Segment Start: Data excerpts
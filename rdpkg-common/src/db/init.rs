//! Package file creation and opening
//!
//! A package is an OGC GeoPackage: an SQLite file with the `gpkg_*` core
//! tables, the `gpkg_ogr_contents` feature-count side table, and one feature
//! table per geography layer. Creation is the only destructive operation in
//! the package lifecycle; everything after it is additive.

use crate::Result;
use sqlx::sqlite::{SqliteConnectOptions, SqlitePoolOptions};
use sqlx::SqlitePool;
use std::path::Path;
use tracing::info;

/// `GPKG` in ASCII
pub const GPKG_APPLICATION_ID: i64 = 0x4750_4B47;
/// GeoPackage 1.3.0
pub const GPKG_USER_VERSION: i64 = 10300;
/// NAD83 geographic, the TIGER/Line coordinate system
pub const NAD83_SRS_ID: i64 = 4269;

/// Create a fresh package, replacing any file at `path`
pub async fn create_package(path: &Path) -> Result<SqlitePool> {
    if let Some(parent) = path.parent() {
        if !parent.as_os_str().is_empty() {
            std::fs::create_dir_all(parent)?;
        }
    }
    if path.exists() {
        info!("Replacing existing package: {}", path.display());
        std::fs::remove_file(path)?;
    }

    let pool = connect(path, true).await?;

    sqlx::query(&format!("PRAGMA application_id = {}", GPKG_APPLICATION_ID))
        .execute(&pool)
        .await?;
    sqlx::query(&format!("PRAGMA user_version = {}", GPKG_USER_VERSION))
        .execute(&pool)
        .await?;

    create_core_tables(&pool).await?;
    info!("Initialized new package: {}", path.display());
    Ok(pool)
}

/// Open an existing package for additive updates
pub async fn open_package(path: &Path) -> Result<SqlitePool> {
    if !path.exists() {
        return Err(crate::Error::NotFound(format!("package {}", path.display())));
    }
    let pool = connect(path, false).await?;
    // Packages written by older builds may predate the provenance table
    create_provenance_table(&pool).await?;
    info!("Opened existing package: {}", path.display());
    Ok(pool)
}

/// Single-connection pool: one writer per pipeline step
async fn connect(path: &Path, create: bool) -> Result<SqlitePool> {
    let options = SqliteConnectOptions::new()
        .filename(path)
        .create_if_missing(create)
        .busy_timeout(std::time::Duration::from_secs(5));

    let pool = SqlitePoolOptions::new()
        .max_connections(1)
        .connect_with(options)
        .await?;
    Ok(pool)
}

/// GeoPackage core tables plus the provenance ledger
pub async fn create_core_tables(pool: &SqlitePool) -> Result<()> {
    sqlx::query(
        r#"
        CREATE TABLE IF NOT EXISTS gpkg_spatial_ref_sys (
            srs_name TEXT NOT NULL,
            srs_id INTEGER NOT NULL PRIMARY KEY,
            organization TEXT NOT NULL,
            organization_coordsys_id INTEGER NOT NULL,
            definition TEXT NOT NULL,
            description TEXT
        )
        "#,
    )
    .execute(pool)
    .await?;

    sqlx::query(
        r#"
        INSERT OR IGNORE INTO gpkg_spatial_ref_sys
            (srs_name, srs_id, organization, organization_coordsys_id, definition, description)
        VALUES
            ('Undefined cartesian SRS', -1, 'NONE', -1, 'undefined', 'undefined cartesian coordinate reference system'),
            ('Undefined geographic SRS', 0, 'NONE', 0, 'undefined', 'undefined geographic coordinate reference system'),
            ('WGS 84 geodetic', 4326, 'EPSG', 4326,
             'GEOGCS["WGS 84",DATUM["WGS_1984",SPHEROID["WGS 84",6378137,298.257223563,AUTHORITY["EPSG","7030"]],AUTHORITY["EPSG","6326"]],PRIMEM["Greenwich",0,AUTHORITY["EPSG","8901"]],UNIT["degree",0.0174532925199433,AUTHORITY["EPSG","9122"]],AUTHORITY["EPSG","4326"]]',
             'longitude/latitude coordinates in decimal degrees on the WGS 84 spheroid'),
            ('NAD83', 4269, 'EPSG', 4269,
             'GEOGCS["NAD83",DATUM["North_American_Datum_1983",SPHEROID["GRS 1980",6378137,298.257222101,AUTHORITY["EPSG","7019"]],AUTHORITY["EPSG","6269"]],PRIMEM["Greenwich",0,AUTHORITY["EPSG","8901"]],UNIT["degree",0.0174532925199433,AUTHORITY["EPSG","9122"]],AUTHORITY["EPSG","4269"]]',
             'TIGER/Line native coordinate system')
        "#,
    )
    .execute(pool)
    .await?;

    sqlx::query(
        r#"
        CREATE TABLE IF NOT EXISTS gpkg_contents (
            table_name TEXT NOT NULL PRIMARY KEY,
            data_type TEXT NOT NULL,
            identifier TEXT UNIQUE,
            description TEXT DEFAULT '',
            last_change DATETIME NOT NULL DEFAULT (strftime('%Y-%m-%dT%H:%M:%fZ','now')),
            min_x DOUBLE,
            min_y DOUBLE,
            max_x DOUBLE,
            max_y DOUBLE,
            srs_id INTEGER,
            CONSTRAINT fk_gc_r_srs_id FOREIGN KEY (srs_id) REFERENCES gpkg_spatial_ref_sys(srs_id)
        )
        "#,
    )
    .execute(pool)
    .await?;

    sqlx::query(
        r#"
        CREATE TABLE IF NOT EXISTS gpkg_geometry_columns (
            table_name TEXT NOT NULL,
            column_name TEXT NOT NULL,
            geometry_type_name TEXT NOT NULL,
            srs_id INTEGER NOT NULL,
            z TINYINT NOT NULL,
            m TINYINT NOT NULL,
            CONSTRAINT pk_geom_cols PRIMARY KEY (table_name, column_name),
            CONSTRAINT fk_gc_tn FOREIGN KEY (table_name) REFERENCES gpkg_contents(table_name),
            CONSTRAINT fk_gc_srs FOREIGN KEY (srs_id) REFERENCES gpkg_spatial_ref_sys (srs_id)
        )
        "#,
    )
    .execute(pool)
    .await?;

    sqlx::query(
        r#"
        CREATE TABLE IF NOT EXISTS gpkg_extensions (
            table_name TEXT,
            column_name TEXT,
            extension_name TEXT NOT NULL,
            definition TEXT NOT NULL,
            scope TEXT NOT NULL,
            CONSTRAINT ge_tce UNIQUE (table_name, column_name, extension_name)
        )
        "#,
    )
    .execute(pool)
    .await?;

    sqlx::query(
        r#"
        CREATE TABLE IF NOT EXISTS gpkg_ogr_contents (
            table_name TEXT NOT NULL PRIMARY KEY,
            feature_count INTEGER DEFAULT NULL
        )
        "#,
    )
    .execute(pool)
    .await?;

    create_provenance_table(pool).await?;
    Ok(())
}

async fn create_provenance_table(pool: &SqlitePool) -> Result<()> {
    sqlx::query(
        r#"
        CREATE TABLE IF NOT EXISTS rdpkg_provenance (
            step TEXT PRIMARY KEY,
            applied_at TIMESTAMP NOT NULL DEFAULT CURRENT_TIMESTAMP,
            details TEXT
        )
        "#,
    )
    .execute(pool)
    .await?;
    Ok(())
}

#[cfg(test)]
mod tests {
    use super::*;

    #[tokio::test]
    async fn test_create_sets_geopackage_identity() {
        let dir = tempfile::tempdir().unwrap();
        let path = dir.path().join("nested").join("pkg.gpkg");
        let pool = create_package(&path).await.unwrap();

        let app_id: i64 = sqlx::query_scalar("PRAGMA application_id")
            .fetch_one(&pool)
            .await
            .unwrap();
        let version: i64 = sqlx::query_scalar("PRAGMA user_version")
            .fetch_one(&pool)
            .await
            .unwrap();
        assert_eq!(app_id, GPKG_APPLICATION_ID);
        assert_eq!(version, GPKG_USER_VERSION);

        let srs: i64 = sqlx::query_scalar("SELECT COUNT(*) FROM gpkg_spatial_ref_sys")
            .fetch_one(&pool)
            .await
            .unwrap();
        assert_eq!(srs, 4);
    }

    #[tokio::test]
    async fn test_create_replaces_and_open_requires_file() {
        let dir = tempfile::tempdir().unwrap();
        let path = dir.path().join("pkg.gpkg");

        assert!(open_package(&path).await.is_err());

        let pool = create_package(&path).await.unwrap();
        sqlx::query("CREATE TABLE scratch (x INTEGER)")
            .execute(&pool)
            .await
            .unwrap();
        pool.close().await;

        let pool = create_package(&path).await.unwrap();
        let scratch: i64 = sqlx::query_scalar(
            "SELECT COUNT(*) FROM sqlite_master WHERE name = 'scratch'",
        )
        .fetch_one(&pool)
        .await
        .unwrap();
        assert_eq!(scratch, 0);
        pool.close().await;

        assert!(open_package(&path).await.is_ok());
    }
}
Segment End: Data excerpts
Work required -
Report how many lines of the data contain the word "DEFAULT", using the number alone.

Response to this exercise -
4